In this embodiment, the terminal inserted into the script is provided with a storage unit on the processor, which is specially used for storing the current text recognition information returned by the voice recognition server. The storage unit is divided into a plurality of storage areas, and different contents in the text recognition information are respectively stored in different areas, such as a specific storage text recognition state identifier, a specific storage text recognition content and the like. For the technical scheme, a storage unit stores previous text recognition information, a writing terminal is inserted to receive the current text recognition information returned by a voice recognition server, the writing terminal is inserted to insert the text recognition content in the current text recognition information into a corresponding writing document according to a text recognition state identifier in the current text recognition information and a text recognition state identifier in the previous text recognition information, the previous text recognition information is deleted from the storage unit, and the current text recognition information is stored in the storage unit. The inserting record terminal is provided with a memory for storing result information inserted in the record document, the content in the last text identification information stored by the storage unit is used for accurately confirming the inserting position when the text identification content is inserted, and the memory is different from the content stored by the storage unit in the technical scheme.
Step 202): and inserting the corresponding text recognition content into the corresponding position of the record document according to the text recognition state identification of the current text recognition information.
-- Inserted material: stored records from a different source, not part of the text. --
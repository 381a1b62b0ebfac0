//! Persistable engine state.
//!
//! The engine keeps its authoritative state in memory; an external store may
//! save an [`EngineSnapshot`] and hand it back through
//! `Coordinator::restore` after a process restart.

use crate::agent::Agent;
use crate::decision::Decision;
use serde::{Deserialize, Serialize};
use std::fs::File;
use std::io::Write;
use std::path::Path;

/// Agents and retained decisions at one point in time.
#[derive(Debug, Clone, PartialEq, Serialize, Deserialize)]
#[serde(rename_all = "camelCase")]
pub struct EngineSnapshot {
    /// Wall-clock time the snapshot was taken (ms since epoch)
    pub taken_at_ms: u64,

    /// Agents in registration order
    pub agents: Vec<Agent>,

    /// Retained decisions, oldest first
    pub decisions: Vec<Decision>,
}

impl EngineSnapshot {
    pub fn to_json(&self) -> serde_json::Result<String> {
        serde_json::to_string_pretty(self)
    }

    pub fn from_json(json: &str) -> serde_json::Result<Self> {
        serde_json::from_str(json)
    }

    /// Writes to a JSON file.
    pub fn write_to_file(&self, path: impl AsRef<Path>) -> std::io::Result<()> {
        let json = self.to_json()?;
        let mut file = File::create(path)?;
        file.write_all(json.as_bytes())?;
        Ok(())
    }
}
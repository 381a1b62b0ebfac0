//! Decisions - immutable records of one agent's synthesized action.

use serde::{Deserialize, Serialize};
use treasury_env::AgentId;

/// Creation-ordered decision identifier.
#[derive(Debug, Clone, Copy, PartialEq, Eq, Hash, PartialOrd, Ord, Serialize, Deserialize)]
#[serde(transparent)]
pub struct DecisionId(pub u64);

impl std::fmt::Display for DecisionId {
    fn fmt(&self, f: &mut std::fmt::Formatter<'_>) -> std::fmt::Result {
        write!(f, "dec-{:06}", self.0)
    }
}

/// Projected effect of a decision on the treasury.
#[derive(Debug, Clone, Copy, Default, PartialEq, Serialize, Deserialize)]
#[serde(rename_all = "camelCase")]
pub struct DecisionImpact {
    /// Signed change in treasury value, USD
    pub treasury_change_usd: f64,
    /// Signed change in the treasury risk score
    pub risk_score_delta: f64,
    /// Signed change in the compliance score
    pub compliance_score_delta: f64,
}

impl DecisionImpact {
    pub fn new(treasury_change_usd: f64, risk_score_delta: f64, compliance_score_delta: f64) -> Self {
        Self {
            treasury_change_usd,
            risk_score_delta,
            compliance_score_delta,
        }
    }

    fn is_finite(&self) -> bool {
        self.treasury_change_usd.is_finite()
            && self.risk_score_delta.is_finite()
            && self.compliance_score_delta.is_finite()
    }
}

/// A decision as appended to the ledger. Never mutated after creation.
#[derive(Debug, Clone, PartialEq, Serialize, Deserialize)]
#[serde(rename_all = "camelCase")]
pub struct Decision {
    pub id: DecisionId,
    pub agent_id: AgentId,
    /// Milliseconds since the Unix epoch
    pub timestamp: u64,
    pub action: String,
    pub rationale: String,
    pub confidence: f64,
    pub impact: DecisionImpact,
}

/// The content of a decision before the coordinator stamps id and time.
#[derive(Debug, Clone, PartialEq, Serialize, Deserialize)]
pub struct DecisionDraft {
    pub action: String,
    pub rationale: String,
    pub confidence: f64,
    pub impact: DecisionImpact,
}

impl DecisionDraft {
    pub fn new(
        action: impl Into<String>,
        rationale: impl Into<String>,
        confidence: f64,
        impact: DecisionImpact,
    ) -> Self {
        Self {
            action: action.into(),
            rationale: rationale.into(),
            confidence,
            impact,
        }
    }

    /// Rejects drafts that would violate decision invariants.
    pub fn validate(&self) -> Result<(), String> {
        if self.action.trim().is_empty() {
            return Err("action must not be empty".to_string());
        }
        if !(0.0..=1.0).contains(&self.confidence) {
            return Err(format!("confidence {} outside [0, 1]", self.confidence));
        }
        if !self.impact.is_finite() {
            return Err("impact values must be finite".to_string());
        }
        Ok(())
    }

    /// Stamps the draft into a ledger entry.
    pub fn into_decision(self, id: DecisionId, agent_id: AgentId, timestamp: u64) -> Decision {
        Decision {
            id,
            agent_id,
            timestamp,
            action: self.action,
            rationale: self.rationale,
            confidence: self.confidence,
            impact: self.impact,
        }
    }
}

#[cfg(test)]
mod tests {
    use super::*;

    #[test]
    fn test_draft_validation() {
        let ok = DecisionDraft::new("Hold", "Nothing to do", 0.8, DecisionImpact::default());
        assert!(ok.validate().is_ok());

        let bad = DecisionDraft { confidence: 1.2, ..ok.clone() };
        assert!(bad.validate().is_err());

        let bad = DecisionDraft { action: "  ".into(), ..ok.clone() };
        assert!(bad.validate().is_err());

        let bad = DecisionDraft {
            impact: DecisionImpact::new(f64::NAN, 0.0, 0.0),
            ..ok
        };
        assert!(bad.validate().is_err());
    }

    #[test]
    fn test_decision_json_shape() {
        let draft = DecisionDraft::new("Hold", "Stable", 0.9, DecisionImpact::new(-120.5, 0.3, 0.0));
        let decision = draft.into_decision(DecisionId(7), AgentId::new("trader-1").unwrap(), 1_700_000_000_000);
        let json = serde_json::to_value(&decision).unwrap();

        assert_eq!(json["id"], 7);
        assert_eq!(json["agentId"], "trader-1");
        assert_eq!(json["timestamp"], 1_700_000_000_000u64);
        assert_eq!(json["impact"]["treasuryChangeUsd"], -120.5);
        assert_eq!(decision.id.to_string(), "dec-000007");
    }
}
In this technical solution, the step of inserting the corresponding text recognition content into the corresponding position of the record document according to the text recognition state identifier of the current text recognition information includes:
the text recognition state identifier in the current text recognition information is a non-confirmed identifier, and the text recognition identifier in the previous text recognition information is a non-confirmed identifier, inserting the text recognition content of the current text recognition information into the corresponding position of the record document according to the text length and the text recognition content in the previous text recognition information and the text length and the text recognition content in the current text recognition information;
the text recognition state identifier in the current text recognition information is a non-confirmation identifier, and the text recognition identifier in the previous text recognition information is a confirmation identifier, inserting the text recognition content of the current text recognition information into the corresponding position of the record document;
the text recognition state identifier in the current text recognition information is a confirmation identifier, and the text recognition identifier in the previous text recognition information is a non-confirmation identifier, inserting the text recognition content of the current text information into the corresponding position of the writing document according to the text length and the text recognition content in the previous text recognition information and the text length and the text recognition content in the current text recognition information;
and if the text recognition state identifier in the current text recognition information is a confirmation identifier and the text recognition identifier in the previous text recognition information is a confirmation identifier, inserting the text recognition content of the current text recognition information into the corresponding position of the record document.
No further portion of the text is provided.